A US key price indicator beat forecasts for the third straight month due to gains in rents and transportation costs, raising concerns that inflation is taking hold as the economy continues to advance.

The so-called core consumer price index (CPI), which excludes food and energy costs, rose 0.4 percent since February, according to government data released Wednesday. The underlying year-on-year rate was unchanged at 3.8 percent, defying expectations of a rebound. The general interannual CPI stood at 3.5 percent.

Analysts consider that the underlying indicator is the most representative measure of inflation, even more than the general CPI, which stood at 3.5 percent year-on-year in March, with an increase compared to the February figure.

The financial markets were shaken by the figures, which ignited the dollar and Treasury bond yields They caused the stock market to crash. Along with recent reports showing that the labor market and economic activity have also been stronger than expected, Investors no longer see much chance that the Fed will feel the need to start easing in the short term.

“The sound that was heard there was the slamming of a rate cut in June. That's gone,” David Kelly, chief global strategist at JPMorgan Asset Management, said on Bloomberg Television.

Wednesday's Bureau of Labor Statistics report revealed the continued strength of rents, the most important components of the CPI. Forecasters have long been expecting a slowdown based on leading indicators, but progress has more or less stalled over the past nine months.

Meanwhile, services inflation accelerated, largely thanks to transportation-related categories such as auto insurance and repairs, as well as healthcare. Core asset prices were a bright spot, resuming a downward trend that helped fuel disinflation in the second half of 2023.

One important caveat: Many of the sources of strength in the March CPI data, such as rents and auto insurance, will be more subdued in the Fed's preferred gauge, known as the personal consumption expenditures price index. This is because they are given less weight in that report, which will be published later this month.

Still, the numbers were enough to completely reorder bets on the timing of the Fed's rate cuts. Before the report, traders assigned roughly equal odds to a first cut in June, based on futures. The chances of such a move dropped to about one in five afterwards, and December is now the first month to show odds better than the odds of a cut.

This is what Bloomberg Economics says about inflation in the US

“The Fed is likely to get a stronger signal that disinflation momentum is slowing from this report.

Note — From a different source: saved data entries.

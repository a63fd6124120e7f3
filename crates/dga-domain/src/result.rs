//! Per-Method Diagnostic Result

use crate::fault::FaultType;
use serde::{Deserialize, Serialize};
use serde_json::Value;
use std::collections::BTreeMap;
use std::fmt;

/// Immutable result produced by one normative diagnostic method.
///
/// `details` carries the method's intermediates (ratios, percentages, codes,
/// applicability flags) for traceability; keys and rounding match what each
/// method documents.
#[derive(Debug, Clone, PartialEq, Serialize, Deserialize)]
pub struct MethodResult {
    /// Standardized method identifier, e.g. "IEEE C57.104-2019"
    pub method_name: String,
    /// Fault condition identified by the method
    pub fault_type: FaultType,
    /// Human-readable diagnosis description
    pub description: String,
    /// Diagnostic intermediates keyed by name
    pub details: BTreeMap<String, Value>,
}

impl MethodResult {
    /// Build a result with an empty detail map
    pub fn new(method_name: impl Into<String>, fault_type: FaultType) -> Self {
        Self {
            method_name: method_name.into(),
            fault_type,
            description: String::new(),
            details: BTreeMap::new(),
        }
    }

    /// Set the description
    pub fn with_description(mut self, description: impl Into<String>) -> Self {
        self.description = description.into();
        self
    }

    /// Add a diagnostic detail
    pub fn with_detail(mut self, key: impl Into<String>, value: Value) -> Self {
        self.details.insert(key.into(), value);
        self
    }
}

impl fmt::Display for MethodResult {
    fn fmt(&self, f: &mut fmt::Formatter<'_>) -> fmt::Result {
        write!(
            f,
            "[{}] {}: {}",
            self.method_name,
            self.fault_type.name(),
            self.description
        )
    }
}

#[cfg(test)]
mod tests {
    use super::*;
    use serde_json::json;

    #[test]
    fn test_builder() {
        let result = MethodResult::new("Rogers", FaultType::T2)
            .with_description("Thermal fault between 300 and 700 C")
            .with_detail("R1_CH4_H2", json!(2.5))
            .with_detail("applicable", json!(true));

        assert_eq!(result.method_name, "Rogers");
        assert_eq!(result.fault_type, FaultType::T2);
        assert_eq!(result.details["R1_CH4_H2"], json!(2.5));
        assert_eq!(result.to_string(), "[Rogers] T2: Thermal fault between 300 and 700 C");
    }
}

We push back our expectation of a first rate cut to July, from our previous June baseline,” noted Anna Wong and Stuart Paul.

Higher interest rates for longer can pose new challenges to President Joe Biden's re-election campaign. Higher gas prices won't help either.

While economists consider the core gauge to be a better indicator of underlying inflation than the headline CPI, the latter measure rose 0.4 percent from the previous month and 3.5 percent from a year ago, marking a acceleration since February driven by rising energy costs.

A separate report on Wednesday, combining inflation data with wage figures released last week, showed real earnings growth slowed, rising at the slowest annual pace since May.

Fed officials will see one more PCE report, as well as another look at the producer price index, before their next policy meeting concludes on May 1, although they have already effectively ruled out a rate cut then.

“Even though the Fed is not targeting the CPI, it is another reason to delay any rate cuts and/or reduce the number expected this year,” said Kathy Jones, chief fixed income strategist at Charles Schwab. “If service sector inflation is sticky, then it doesn't leave much room to decline.”